Suddenly, in December 2005, Katie’s health deteriorated. In January 2006 she was admitted to a hospital with congestive heart failure and died during heart surgery. A couple of months later, Charlie was in a hospital, chicken pox attacking his intestines and surgeons replacing both hips. But he had a philosophy to guide him. “You’ve got to have a dream,” he says, “something to look forward to.”

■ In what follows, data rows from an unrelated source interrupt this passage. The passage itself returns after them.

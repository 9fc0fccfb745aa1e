//! `pacmon programs`: List registered budget actions.

use pacmon::render::{table, Align};
use std::path::Path;

use super::load_config;

pub async fn run(config_path: Option<&Path>) -> Result<(), Box<dyn std::error::Error>> {
    let config = load_config(config_path).map_err(|e| format!("Failed to load config: {e}"))?;
    let registry = config.registry();

    println!("🏗️  Registered budget actions");
    println!("============================");
    println!();

    let rows: Vec<Vec<String>> = registry
        .iter()
        .map(|entry| vec![entry.code.to_string(), entry.description.clone()])
        .collect();
    print!("{}", table(&["Code", "Description"], &[Align::Left, Align::Left], &rows));

    println!();
    println!("  Query some:  pacmon query 2024 --program 14T7 --program 123G");
    println!("  Query all:   pacmon query 2024 --all");

    Ok(())
}
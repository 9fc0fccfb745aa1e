//! `pacmon shell`: Interactive query session.
//!
//! Every query in a session goes through the same pipeline, so repeated
//! (year, action, detail) slices are served from the cache.

use pacmon::render;
use pacmon::shell::{self, ShellCommand, HELP};
use pacmon::Session;
use pacmon_core::{PipelineError, Selection};
use std::io::Write;
use std::path::Path;
use tokio::io::{self, AsyncBufReadExt, BufReader};
use tracing::debug;

use super::load_config;

pub async fn run(config_path: Option<&Path>) -> Result<(), Box<dyn std::error::Error>> {
    let config = load_config(config_path).map_err(|e| format!("Failed to load config: {e}"))?;
    let session = Session::from_config(config)?;

    let mut year = session.config().years.default;
    let mut selection = Selection::SelectAll;

    println!();
    println!("  ╔══════════════════════════════════════════════╗");
    println!("  ║        pacmon — Interactive Query Shell      ║");
    println!("  ╚══════════════════════════════════════════════╝");
    println!();
    println!("  Provider:  {}", session.config().provider.kind);
    println!("  Years:     {}-{}", session.config().years.min, session.config().years.max);
    println!("  Actions:   {} registered", session.pipeline().registry().len());
    println!();
    println!("  Type 'help' for commands, 'exit' or Ctrl+D to quit.");
    println!();

    let mut lines = BufReader::new(io::stdin()).lines();

    loop {
        print!("  pacmon [{year}] > ");
        std::io::stdout().flush()?;

        let Some(line) = lines.next_line().await? else {
            break;
        };

        let command = match shell::parse(&line) {
            Ok(command) => command,
            Err(e) => {
                debug!(line = %line, error = %e, "Rejected shell input");
                eprintln!("  [Error] {e}");
                continue;
            }
        };

        match command {
            ShellCommand::Empty => {}
            ShellCommand::Exit => break,
            ShellCommand::Help => println!("{HELP}"),
            ShellCommand::Year(y) => match session.pipeline().check_year(y) {
                Ok(_) => year = y,
                Err(e) => eprintln!("  [Error] {e}"),
            },
            ShellCommand::Select(s) => selection = s,
            ShellCommand::Programs => {
                for option in session.pipeline().registry().display_options() {
                    println!("  {option}");
                }
            }
            ShellCommand::Stats => {
                let stats = session.pipeline().cache().stats();
                println!(
                    "  Cache: {} entr{}, {} hit(s), {} miss(es)",
                    stats.entries,
                    if stats.entries == 1 { "y" } else { "ies" },
                    stats.hits,
                    stats.misses
                );
            }
            ShellCommand::Invalidate(y) => {
                let target = y.unwrap_or(year);
                match session.pipeline().check_year(target) {
                    Ok(fiscal_year) => {
                        let removed = session.pipeline().cache().invalidate_year(fiscal_year);
                        println!("  Forgot {removed} cached slice(s) for {fiscal_year}");
                    }
                    Err(e) => eprintln!("  [Error] {e}"),
                }
            }
            ShellCommand::Clear => {
                session.pipeline().cache().clear();
                println!("  Cache cleared");
            }
            ShellCommand::Query {
                year: query_year,
                selection: query_selection,
                detail,
            } => {
                let query_year = query_year.unwrap_or(year);
                let query_selection = query_selection.unwrap_or_else(|| selection.clone());
                match session.query(query_year, &query_selection, detail, true).await {
                    Ok(report) => {
                        println!();
                        print!("{}", render::report(&report, session.pipeline().registry(), false));
                        println!();
                    }
                    Err(PipelineError::EmptySelection) => {
                        eprintln!("  ⚠️  Nothing selected; use 'select all' or 'select CODE...'");
                    }
                    Err(e) => eprintln!("  [Error] {e}"),
                }
            }
        }
    }

    println!();
    println!("  Goodbye! 👋");
    println!();
    Ok(())
}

Before he had recovered from surgery, Picek had asked Annapolis broker John Gordon of Admiral Yachts to begin looking for a special boat. It would be the boat Katie would have liked. Still in a wheelchair and suffering from the chicken pox, Picek got into Bill Nichols’ car with Gordon and rode to the airport. With the broker, he visited Aurora in Rhode Island and signed a contract. And in late June he, Nichols, 92, and King Hill, 80 — Picek’s regular sailing buddies — were toasting each other in Aurora’s big cockpit while a professional captain skippered them from Newport, R.I., to Baltimore.

From June until the boat was hauled in December, Aurora was docked in Baltimore, and Picek was aboard two or three times a week. Sometimes he would leave his senior citizen complex north of the city after dinner, spend an evening on board, and awake to cook breakfast. With Nichols and Hill he sailed by autumn breezes, amazed by his new boat.

“Normally, they [motorsailers] are dogs when it comes to pointing and sailing,” he says. “But this one, the design, even though it has a real wide transom and cockpit for entertaining, she sails beautifully — 7 to 8 knots in a 15-knot breeze. We had her out once going down the Bay to the Choptank [River], blowing 25 to 28 knots. The rail didn’t go down once.”

As he approaches 85 years, Picek is still dealing with the chicken pox. But he sees no reason to ease off his sailing. “It’s something that I like to do, and physically I’m still able to run the boat,” he says. “And this one, I can even run it myself because it has all the power winches, and all the lines feed into the cockpit.” It also has in-mast mainsail furling and a bow thruster. “I don’t like to go out by myself because it can be dangerous,” Picek says. But he notes, “When I take my buddies out who have had boats and don’t have boats [now], I know I can leave them at the helm.”

After all, none of them is older than 93.